Re: Proposal: Partitioning Advisor for PostgreSQL

2018-06-12 Thread Julien Rouhaud
Hi,

On Tue, Jun 12, 2018 at 11:14 AM, Dilip Kumar  wrote:
> On Thu, May 24, 2018 at 4:16 PM, Yuzuko Hosoya 
> wrote:
>>
>> This is
>> why we are working on partitioning advisor.  We plan to release the first
>> version
>> of partitioning advisor for PostgreSQL 11, and then, improve it for
>> PostgreSQL 12.
>>
>
> Interesting.

Thanks!

>> - Estimating stats
>> It is complicated because hypothetical partition has no data.  Currently,
>> we compute
>> hypothetical partition's size using clauselist_selectivity() according to
>> their partition
>> bound and original table stats.  As a result, estimate is done with low
>> accuracy,
>> especially if there is WHERE clause.  We will improve during developing,
>> but for now,
>> we don't have good ideas.
>
>
> I haven't yet read the patch but curious to know.  Suppose we have table
> which is already loaded with some data.  Now, if I create  hypothetical
> partitions on that will we create any stat data (mcv, histogram) for
> hypothetical table? because, in this case we already have the data from the
> main table and we also have partition boundary for the hypothetical table.
> I am not sure you are already doing this or its an open item?
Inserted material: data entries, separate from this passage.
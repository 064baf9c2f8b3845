//! Configuration loading and discovery for `config.lua`
//!
//! Provides functions to find, load, check and save the configuration.

use super::schema::Config;
use crate::schema::{read_config, read_config_unsanitized, write_config, SchemaError};
use std::env;
use std::fs;
use std::io::Write;
use std::path::{Path, PathBuf};
use thiserror::Error;

/// Name of the configuration file
pub const CONFIG_FILE_NAME: &str = "config.lua";

/// Configuration loading error
#[derive(Debug, Error)]
#[non_exhaustive]
pub enum ConfigError {
    /// File I/O error
    #[error("Failed to read config: {0}")]
    Io(#[from] std::io::Error),
    /// Record syntax, field or version error
    #[error("Failed to parse config.lua: {0}")]
    Schema(#[from] SchemaError),
    /// Values the sanitizers would have to change
    #[error("Config validation failed:\n{}", .0.iter().map(|e| format!("  - {}", e)).collect::<Vec<_>>().join("\n"))]
    Validation(Vec<String>),
}

/// Find config.lua by walking up from the current working directory,
/// then falling back to the user config directory.
pub fn find_config() -> Option<PathBuf> {
    if let Ok(cwd) = env::current_dir() {
        if let Some(path) = find_config_from(cwd) {
            return Some(path);
        }
    }

    find_xdg_config()
}

/// Find config.lua in the XDG config directory.
///
/// Checks XDG_CONFIG_HOME/pfxsrc/config.lua or ~/.config/pfxsrc/config.lua
pub fn find_xdg_config() -> Option<PathBuf> {
    let xdg_config = env::var("XDG_CONFIG_HOME")
        .map(PathBuf::from)
        .or_else(|_| env::var("HOME").map(|h| PathBuf::from(h).join(".config")))
        .ok()?;

    let config_path = xdg_config.join("pfxsrc").join(CONFIG_FILE_NAME);
    if config_path.exists() {
        Some(config_path)
    } else {
        None
    }
}

/// Find config.lua by walking up from a specific directory.
pub fn find_config_from(start: PathBuf) -> Option<PathBuf> {
    let mut current = start;

    loop {
        let config_path = current.join(CONFIG_FILE_NAME);
        if config_path.exists() {
            return Some(config_path);
        }

        if !current.pop() {
            return None;
        }
    }
}

/// Load configuration from a config.lua file.
///
/// If a path is provided, loads from that file. Otherwise, uses
/// [`find_config`] to locate one. When no file is found the defaults are
/// returned. Out-of-range values are sanitized, never rejected.
///
/// # Example
/// ```ignore
/// let config = load_config(None)?;
/// let config = load_config(Some(Path::new("editor/config.lua")))?;
/// ```
pub fn load_config(path: Option<&Path>) -> Result<Config, ConfigError> {
    let config_path = match path {
        Some(p) => Some(p.to_path_buf()),
        None => find_config(),
    };

    match config_path {
        Some(p) => load_config_file(&p),
        None => Ok(Config::default()),
    }
}

/// Load and sanitize a specific config file
pub fn load_config_file(path: &Path) -> Result<Config, ConfigError> {
    let contents = fs::read_to_string(path)?;
    Ok(read_config(&contents)?)
}

/// Load a config file and fail if any value is outside its valid range
pub fn check_config_file(path: &Path) -> Result<Config, ConfigError> {
    let contents = fs::read_to_string(path)?;
    let config = read_config_unsanitized(&contents)?;

    let errors = config.validate();
    if !errors.is_empty() {
        return Err(ConfigError::Validation(errors.into_iter().map(|e| e.to_string()).collect()));
    }

    Ok(config)
}

/// Write `config` as the current file version.
///
/// The text goes to a temporary file in the destination directory which
/// is then renamed over `path`, so a failure never leaves a partial file.
pub fn save_config(path: &Path, config: &Config) -> Result<(), ConfigError> {
    atomic_write(path, write_config(config).as_bytes())?;
    Ok(())
}

/// Replace `path` with `contents` through a temp file and rename
pub(crate) fn atomic_write(path: &Path, contents: &[u8]) -> std::io::Result<()> {
    let dir = match path.parent() {
        Some(p) if !p.as_os_str().is_empty() => p,
        _ => Path::new("."),
    };
    let mut temp = tempfile::NamedTempFile::new_in(dir)?;
    temp.write_all(contents)?;
    temp.flush()?;
    temp.persist(path).map_err(|e| e.error)?;
    Ok(())
}

/// Resolve a configured path relative to the config file's directory.
///
/// Absolute paths are returned unchanged.
pub fn resolve_path(config_root: &Path, path: &Path) -> PathBuf {
    if path.is_absolute() {
        path.to_path_buf()
    } else {
        config_root.join(path)
    }
}

#[cfg(test)]
mod tests {
    use super::*;
    use tempfile::TempDir;

    fn write(path: &Path, text: &str) {
        fs::write(path, text).expect("should write config content");
    }

    #[test]
    fn test_find_config_in_current_dir() {
        let temp = TempDir::new().expect("should create temp dir");
        let config_path = temp.path().join("config.lua");
        write(&config_path, "width = 800");

        let found = find_config_from(temp.path().to_path_buf());
        assert_eq!(found, Some(config_path));
    }

    #[test]
    fn test_find_config_in_parent_dir() {
        let temp = TempDir::new().expect("should create temp dir");
        let config_path = temp.path().join("config.lua");
        write(&config_path, "width = 800");

        let subdir = temp.path().join("projects").join("fire");
        fs::create_dir_all(&subdir).expect("should create subdirectories");

        let found = find_config_from(subdir);
        assert_eq!(found, Some(config_path));
    }

    #[test]
    fn test_find_config_not_found() {
        let temp = TempDir::new().expect("should create temp dir");
        let found = find_config_from(temp.path().to_path_buf());
        assert_eq!(found, None);
    }

    #[test]
    fn test_load_config_from_file() {
        let temp = TempDir::new().expect("should create temp dir");
        let config_path = temp.path().join("config.lua");
        write(&config_path, "config_version = 2\nwidth = 1024\nheight = 768\nculling = false");

        let config = load_config(Some(&config_path)).expect("should load config");
        assert_eq!(config.width, 1024);
        assert_eq!(config.height, 768);
        assert!(!config.culling);
        assert_eq!(config.textures_path, "textures/");
    }

    #[test]
    fn test_load_config_missing_file_is_io_error() {
        let temp = TempDir::new().expect("should create temp dir");
        let result = load_config(Some(&temp.path().join("nope.lua")));
        assert!(matches!(result, Err(ConfigError::Io(_))));
    }

    #[test]
    fn test_load_config_syntax_error() {
        let temp = TempDir::new().expect("should create temp dir");
        let config_path = temp.path().join("config.lua");
        write(&config_path, "width = = 3");

        let err = load_config(Some(&config_path)).unwrap_err();
        assert!(matches!(err, ConfigError::Schema(SchemaError::Syntax(_))));
        assert!(err.to_string().starts_with("Failed to parse config.lua: line 1:"));
    }

    #[test]
    fn test_load_sanitizes_but_check_rejects() {
        let temp = TempDir::new().expect("should create temp dir");
        let config_path = temp.path().join("config.lua");
        write(&config_path, "width = 10\nheight = 10");

        let config = load_config_file(&config_path).expect("should load config");
        assert_eq!((config.width, config.height), (640, 480));

        match check_config_file(&config_path) {
            Err(ConfigError::Validation(errors)) => {
                assert_eq!(errors.len(), 2);
                assert!(errors[0].contains("'width'"));
            }
            other => panic!("expected validation error, got {other:?}"),
        }
    }

    #[test]
    fn test_save_then_load() {
        let temp = TempDir::new().expect("should create temp dir");
        let config_path = temp.path().join("config.lua");
        let mut config = Config::default();
        config.fullscreen = true;
        config.gui_limits.max_delay = 3.5;

        save_config(&config_path, &config).expect("should save config");
        let loaded = load_config(Some(&config_path)).expect("should load config");
        assert_eq!(loaded, config);
        assert_eq!(fs::read_dir(temp.path()).unwrap().count(), 1);
    }

    #[test]
    fn test_resolve_path() {
        let root = Path::new("/editor");
        assert_eq!(resolve_path(root, Path::new("/abs/tex")), PathBuf::from("/abs/tex"));
        assert_eq!(resolve_path(root, Path::new("textures/")), PathBuf::from("/editor/textures/"));
    }
}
For now we're simply using the original table statistics, and
appending the partition bounds as qual on the hypothetical partition.
It'll give good result if the query doesn't have quals for the table,
or for simple cases where selectivity functions understand that
expressions such as

(id BETWEEN 1 AND 100) AND (id < 6)

will return only 5 rows, while they can't for expressions like

(id IN (x,y...)) AND (id < z)

In this second case, the estimates are for now therefore quite wrong.
I think that we'd have no other choice than to generate hypothetical
statistics according to the partition bounds, and only compute
selectivity based on the query quals.  It's definitely not simple to
do, but it should be doable with the hooks currently available.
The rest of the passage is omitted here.